Officials from 14 lake cities will gather this month to discuss creating a scenic byway around the lake. New restaurants are already in the works and construction is expected to start this summer on a boutique hotel, the Minneapolis Star Tribune reported (http://strib.mn/1eCp8R4 ).
"It's an exciting time," said Terri Huml, who owns a Wayzata restaurant and is on a committee that oversees the lakefront plan. "We just have this beautiful jewel here."
Lake Minnetonka, which has 42 bays and 125 miles of shoreline, has been a major attraction in the Twin Cities since the late 1800s. Now local communities want to capitalize on the popularity of Minnesota's most heavily used lake.
"People know Lake Minnetonka, but people don't know each of these communities," Wayzata Mayor Ken Willcox said.
Wayzata, a town of 4,000, has spent the past two years giving feedback on the Wayzata Lake Effect project. The goal is to boost access to its lakefront for pedestrians and boaters, creating communities similar to Key West, Fla., or San Diego.
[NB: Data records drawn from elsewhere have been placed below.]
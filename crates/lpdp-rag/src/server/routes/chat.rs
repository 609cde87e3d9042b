//! Chat page and question endpoints

use axum::{
    extract::{rejection::JsonRejection, State},
    response::{Html, IntoResponse, Response},
    Json,
};
use serde::{Deserialize, Serialize};
use serde_json::json;

use crate::error::{Error, Result};
use crate::server::session::SessionCookie;
use crate::server::state::AppState;
use crate::types::{AnswerEnvelope, HistoryEntry};
use crate::validation::EMPTY_QUESTION;

const CHAT_PAGE: &str = include_str!("../../../static/chat.html");

const HISTORY_FAILED: &str = "Gagal mengambil riwayat percakapan";
const CLEAR_FAILED: &str = "Gagal membersihkan percakapan";

/// Question request
#[derive(Debug, Deserialize)]
pub struct ChatRequest {
    #[serde(default)]
    pub question: Option<String>,
}

/// Answer envelope plus the session it was recorded under
#[derive(Debug, Serialize)]
pub struct ChatResponse {
    #[serde(flatten)]
    pub envelope: AnswerEnvelope,
    pub session_id: String,
}

#[derive(Debug, Serialize)]
pub struct HistoryResponse {
    pub history: Vec<HistoryEntry>,
}

/// Serve the chat page, minting a session when the browser has none
pub async fn chat_page(mut session: SessionCookie) -> Response {
    session.get_or_create();
    session.apply(Html(CHAT_PAGE).into_response())
}

/// Answer a question.
///
/// Checks run in order: service present, question non-empty, session
/// cooldown. Everything else is decided by the service.
pub async fn ask(
    State(state): State<AppState>,
    mut session: SessionCookie,
    body: std::result::Result<Json<ChatRequest>, JsonRejection>,
) -> Response {
    let session_id = session.get_or_create();
    let result = answer(&state, &session_id, body).await.map(|envelope| {
        Json(ChatResponse {
            envelope,
            session_id: session_id.clone(),
        })
    });
    session.apply(result.into_response())
}

async fn answer(
    state: &AppState,
    session_id: &str,
    body: std::result::Result<Json<ChatRequest>, JsonRejection>,
) -> Result<AnswerEnvelope> {
    let service = state.require_service()?;

    let question = match body {
        Ok(Json(req)) => req.question.unwrap_or_default(),
        Err(rejection) => {
            tracing::debug!("Unreadable chat body: {}", rejection);
            String::new()
        }
    };
    let question = question.trim();
    if question.is_empty() {
        return Err(Error::invalid_input(EMPTY_QUESTION));
    }

    state.rate_limiter().check(session_id)?;

    tracing::info!("Question from session {}", session_id);
    service.get_answer(question, session_id).await
}

/// Transcript of the caller's session
pub async fn history(
    State(state): State<AppState>,
    session: SessionCookie,
) -> Result<Json<HistoryResponse>> {
    let (Some(service), Some(session_id)) = (state.service(), session.existing()) else {
        return Ok(Json(HistoryResponse { history: Vec::new() }));
    };

    let history = service.get_session_history(session_id).await.map_err(|e| {
        tracing::error!("History lookup failed for {}: {}", session_id, e);
        Error::internal(HISTORY_FAILED)
    })?;

    Ok(Json(HistoryResponse { history }))
}

/// Empty the caller's session transcript
pub async fn clear(
    State(state): State<AppState>,
    session: SessionCookie,
) -> Result<Json<serde_json::Value>> {
    if let (Some(service), Some(session_id)) = (state.service(), session.existing()) {
        service.clear_session(session_id).await.map_err(|e| {
            tracing::error!("Clearing session {} failed: {}", session_id, e);
            Error::internal(CLEAR_FAILED)
        })?;
        tracing::info!("Cleared session {}", session_id);
    }

    Ok(Json(json!({ "success": true })))
}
Patrick Seeb, a consultant leading the project to remake the lakefront, is scheduled to present a draft plan Tuesday to the City Council, which could vote on it next month.
Tentative plans call for new bike lanes, temporary boat slips and a food vendor.
Some cities see expansion as a way to drum up money, but critics have said there are already enough lake visitors, and further expansion risks eroding the small-town character.
Leaders in Excelsior are meeting with legislators this month to discuss a sales tax on food and beverages that could raise $5 million over 25 years. That money could fund Excelsior's own makeover of a lakefront park and port, perhaps with a new band shell or lake walk.